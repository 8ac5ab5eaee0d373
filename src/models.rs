//! Response models for the Zoekt `/api/search` and `/api/list` endpoints.
//!
//! Field names follow the server's PascalCase JSON. Collections the server
//! may send as `null` decode as empty.

use std::collections::HashMap;

use base64::engine::general_purpose::STANDARD;
use base64::Engine;
use chrono::{DateTime, NaiveDateTime, Utc};
use serde::{Deserialize, Deserializer, Serialize};

use crate::error::ZoektError;
use crate::url_template::{evaluate_file_url_template, evaluate_repo_url_template};

/// Decode base64 match content, replacing invalid UTF-8.
pub fn decode_base64(content: &str) -> Result<String, ZoektError> {
    let bytes = STANDARD.decode(content)?;
    Ok(String::from_utf8_lossy(&bytes).into_owned())
}

fn null_as_default<'de, D, T>(deserializer: D) -> Result<T, D::Error>
where
    D: Deserializer<'de>,
    T: Default + Deserialize<'de>,
{
    Ok(Option::<T>::deserialize(deserializer)?.unwrap_or_default())
}

/// Timestamps with an offset, or naive ones taken as UTC.
fn parse_timestamp<E: serde::de::Error>(raw: &str) -> Result<DateTime<Utc>, E> {
    if let Ok(parsed) = DateTime::parse_from_rfc3339(raw) {
        return Ok(parsed.with_timezone(&Utc));
    }
    NaiveDateTime::parse_from_str(raw, "%Y-%m-%dT%H:%M:%S%.f")
        .map(|naive| naive.and_utc())
        .map_err(|e| E::custom(format!("invalid timestamp {raw:?}: {e}")))
}

fn deserialize_timestamp<'de, D>(deserializer: D) -> Result<DateTime<Utc>, D::Error>
where
    D: Deserializer<'de>,
{
    let raw = String::deserialize(deserializer)?;
    parse_timestamp(&raw)
}

fn deserialize_optional_timestamp<'de, D>(
    deserializer: D,
) -> Result<Option<DateTime<Utc>>, D::Error>
where
    D: Deserializer<'de>,
{
    match Option::<String>::deserialize(deserializer)? {
        Some(raw) if !raw.is_empty() => parse_timestamp(&raw).map(Some),
        _ => Ok(None),
    }
}

#[derive(Debug, Clone, Copy, PartialEq, Eq, Serialize, Deserialize)]
#[serde(rename_all = "PascalCase")]
pub struct Position {
    pub byte_offset: u32,
    pub line_number: u32,
    pub column: u32,
}

#[derive(Debug, Clone, Copy, PartialEq, Eq, Serialize, Deserialize)]
#[serde(rename_all = "PascalCase")]
pub struct Range {
    pub start: Position,
    pub end: Position,
}

#[derive(Debug, Clone, PartialEq, Serialize, Deserialize)]
#[serde(rename_all = "PascalCase")]
pub struct Symbol {
    #[serde(default)]
    pub sym: String,
    pub kind: String,
    #[serde(default)]
    pub parent: Option<String>,
    #[serde(default)]
    pub parent_kind: Option<String>,
}

/// One matched span inside a [`LineMatch`]; offsets are in bytes.
#[derive(Debug, Clone, PartialEq, Serialize, Deserialize)]
#[serde(rename_all = "PascalCase")]
pub struct LineFragmentMatch {
    #[serde(default)]
    pub line_offset: usize,
    #[serde(default)]
    pub offset: u32,
    #[serde(default)]
    pub match_length: usize,
}

#[derive(Debug, Clone, PartialEq, Serialize, Deserialize)]
#[serde(rename_all = "PascalCase")]
pub struct LineMatch {
    pub line_number: u32,
    /// Base64-encoded line content.
    pub line: String,
    #[serde(default)]
    pub before: Option<Vec<String>>,
    #[serde(default)]
    pub after: Option<Vec<String>>,
    #[serde(default)]
    pub file_name: bool,
    #[serde(default)]
    pub score: f64,
    #[serde(default, deserialize_with = "null_as_default")]
    pub line_fragments: Vec<LineFragmentMatch>,
}

#[derive(Debug, Clone, Default, PartialEq, Eq)]
pub struct DecodedContext {
    pub before: Vec<String>,
    pub after: Vec<String>,
}

impl LineMatch {
    pub fn decoded_line(&self) -> Result<String, ZoektError> {
        decode_base64(&self.line)
    }

    pub fn decoded_context(&self) -> Result<DecodedContext, ZoektError> {
        let decode_all = |lines: &Option<Vec<String>>| -> Result<Vec<String>, ZoektError> {
            lines
                .iter()
                .flatten()
                .map(|line| decode_base64(line))
                .collect()
        };
        Ok(DecodedContext {
            before: decode_all(&self.before)?,
            after: decode_all(&self.after)?,
        })
    }
}

#[derive(Debug, Clone, PartialEq, Serialize, Deserialize)]
#[serde(rename_all = "PascalCase")]
pub struct ChunkMatch {
    /// Base64-encoded chunk content, whole lines.
    pub content: String,
    pub content_start: Position,
    #[serde(default, deserialize_with = "null_as_default")]
    pub ranges: Vec<Range>,
    #[serde(default)]
    pub symbol_info: Option<Vec<Option<Symbol>>>,
    #[serde(default)]
    pub file_name: bool,
    #[serde(default)]
    pub score: f64,
    #[serde(default)]
    pub debug_score: Option<String>,
    #[serde(default)]
    pub best_line_match: Option<u32>,
}

impl ChunkMatch {
    pub fn decoded_content(&self) -> Result<String, ZoektError> {
        decode_base64(&self.content)
    }
}

#[derive(Debug, Clone, PartialEq, Serialize, Deserialize)]
#[serde(rename_all = "PascalCase")]
pub struct FileMatch {
    pub file_name: String,
    pub repository: String,
    #[serde(default)]
    pub version: String,
    #[serde(default)]
    pub language: Option<String>,
    #[serde(default, deserialize_with = "null_as_default")]
    pub branches: Vec<String>,
    #[serde(default)]
    pub line_matches: Option<Vec<LineMatch>>,
    #[serde(default)]
    pub chunk_matches: Option<Vec<ChunkMatch>>,
    #[serde(default)]
    pub checksum: String,
    #[serde(default)]
    pub score: f64,
    #[serde(default)]
    pub debug: Option<String>,
}

impl FileMatch {
    /// The line a link to this file should point at: the best line of the
    /// first chunk, else the first line match.
    pub fn first_line_number(&self) -> Option<u32> {
        let chunk_line = self.chunk_matches.as_ref().and_then(|chunks| {
            chunks
                .first()
                .map(|c| c.best_line_match.unwrap_or(c.content_start.line_number))
        });
        chunk_line.or_else(|| {
            self.line_matches
                .as_ref()
                .and_then(|lines| lines.first())
                .map(|l| l.line_number)
        })
    }
}

/// Search statistics, sent inline with the result fields.
#[derive(Debug, Clone, Default, PartialEq, Serialize, Deserialize)]
#[serde(rename_all = "PascalCase", default)]
pub struct SearchStats {
    pub content_bytes_loaded: i64,
    pub index_bytes_loaded: i64,
    pub crashes: i64,
    /// Nanoseconds.
    pub duration: i64,
    pub file_count: i64,
    pub shard_files_considered: i64,
    pub files_considered: i64,
    pub files_loaded: i64,
    pub files_skipped: i64,
    pub shards_scanned: i64,
    pub shards_skipped: i64,
    pub shards_skipped_filter: i64,
    pub match_count: i64,
    pub ngram_matches: i64,
    pub ngram_lookups: i64,
    pub wait: i64,
    pub match_tree_construction: i64,
    pub match_tree_search: i64,
    pub regexps_considered: i64,
    pub flush_reason: i64,
}

#[derive(Debug, Clone, Default, PartialEq, Serialize, Deserialize)]
#[serde(rename_all = "PascalCase")]
pub struct SearchResult {
    #[serde(default, deserialize_with = "null_as_default")]
    pub files: Vec<FileMatch>,
    /// File URL templates keyed by repository name.
    #[serde(rename = "RepoURLs", default, deserialize_with = "null_as_default")]
    pub repo_urls: HashMap<String, String>,
    /// Line fragment templates keyed by repository name.
    #[serde(default, deserialize_with = "null_as_default")]
    pub line_fragments: HashMap<String, String>,
    #[serde(flatten)]
    pub stats: SearchStats,
}

impl SearchResult {
    /// Link to `file`, at `line_number` when the repository has a line fragment template.
    pub fn file_url(&self, file: &FileMatch, line_number: Option<u32>) -> Option<String> {
        let template = self.repo_urls.get(&file.repository)?;
        let fragment = self.line_fragments.get(&file.repository).map(String::as_str);
        Some(evaluate_file_url_template(
            template,
            &file.version,
            &file.file_name,
            fragment,
            line_number,
        ))
    }

    pub fn repo_url(&self, repository: &str) -> Option<String> {
        let url = evaluate_repo_url_template(self.repo_urls.get(repository)?);
        (!url.is_empty()).then_some(url)
    }
}

/// A branch entry; older servers send bare names.
#[derive(Debug, Clone, PartialEq, Eq, Serialize, Deserialize)]
#[serde(rename_all = "PascalCase")]
pub struct RepositoryBranch {
    pub name: String,
    #[serde(default)]
    pub version: String,
}

#[derive(Deserialize)]
#[serde(untagged)]
enum BranchRepr {
    Name(String),
    Full(RepositoryBranch),
}

fn deserialize_branches<'de, D>(deserializer: D) -> Result<Vec<RepositoryBranch>, D::Error>
where
    D: Deserializer<'de>,
{
    let raw: Option<Vec<BranchRepr>> = Option::deserialize(deserializer)?;
    Ok(raw
        .unwrap_or_default()
        .into_iter()
        .map(|branch| match branch {
            BranchRepr::Name(name) => RepositoryBranch {
                name,
                version: String::new(),
            },
            BranchRepr::Full(full) => full,
        })
        .collect())
}

#[derive(Debug, Clone, PartialEq, Serialize, Deserialize)]
#[serde(rename_all = "PascalCase")]
pub struct Repository {
    #[serde(rename = "TenantID", default)]
    pub tenant_id: i64,
    #[serde(rename = "ID", default)]
    pub id: u32,
    pub name: String,
    #[serde(rename = "URL", default)]
    pub url: String,
    #[serde(default)]
    pub metadata: Option<HashMap<String, serde_json::Value>>,
    #[serde(default)]
    pub source: String,
    #[serde(default, deserialize_with = "deserialize_branches")]
    pub branches: Vec<RepositoryBranch>,
    #[serde(default, deserialize_with = "null_as_default")]
    pub sub_repo_map: HashMap<String, serde_json::Value>,
    #[serde(rename = "CommitURLTemplate", default)]
    pub commit_url_template: String,
    #[serde(rename = "FileURLTemplate", default)]
    pub file_url_template: String,
    #[serde(default)]
    pub line_fragment_template: String,
    #[serde(default)]
    pub raw_config: Option<HashMap<String, String>>,
    #[serde(default)]
    pub rank: f64,
    #[serde(default)]
    pub index_options: String,
    #[serde(default)]
    pub has_symbols: bool,
    #[serde(default)]
    pub tombstone: bool,
    #[serde(default, deserialize_with = "deserialize_optional_timestamp")]
    pub latest_commit_date: Option<DateTime<Utc>>,
}

#[derive(Debug, Clone, PartialEq, Serialize, Deserialize)]
#[serde(rename_all = "PascalCase")]
pub struct IndexMetadata {
    #[serde(default)]
    pub index_format_version: i64,
    #[serde(default)]
    pub index_feature_version: i64,
    #[serde(default)]
    pub index_min_reader_version: i64,
    #[serde(deserialize_with = "deserialize_timestamp")]
    pub index_time: DateTime<Utc>,
    #[serde(rename = "PlainASCII", default)]
    pub plain_ascii: bool,
    #[serde(default, deserialize_with = "null_as_default")]
    pub language_map: HashMap<String, u32>,
    #[serde(default)]
    pub zoekt_version: String,
    #[serde(rename = "ID", default)]
    pub id: String,
}

#[derive(Debug, Clone, Default, PartialEq, Eq, Serialize, Deserialize)]
#[serde(rename_all = "PascalCase", default)]
pub struct RepositoryStats {
    pub repos: i64,
    pub shards: i64,
    pub documents: i64,
    pub index_bytes: i64,
    pub content_bytes: i64,
    pub new_lines_count: i64,
    pub default_branch_new_lines_count: i64,
    pub other_branches_new_lines_count: i64,
}

#[derive(Debug, Clone, PartialEq, Serialize, Deserialize)]
#[serde(rename_all = "PascalCase")]
pub struct RepositoryInfo {
    pub repository: Repository,
    pub index_metadata: IndexMetadata,
    #[serde(default)]
    pub stats: RepositoryStats,
}

#[derive(Debug, Clone, Default, PartialEq, Serialize, Deserialize)]
#[serde(rename_all = "PascalCase")]
pub struct RepositoryList {
    #[serde(default, deserialize_with = "null_as_default")]
    pub repos: Vec<RepositoryInfo>,
    #[serde(default, deserialize_with = "null_as_default")]
    pub repos_map: HashMap<String, serde_json::Value>,
    #[serde(default)]
    pub crashes: i64,
    #[serde(default)]
    pub stats: RepositoryStats,
}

▸ **To do**
Looking at the listing above, which lines hold "models"? Copy every such line.

▸ **Result of this exercise**
filename src/models.rs
//! Response models for the Zoekt `/api/search` and `/api/list` endpoints.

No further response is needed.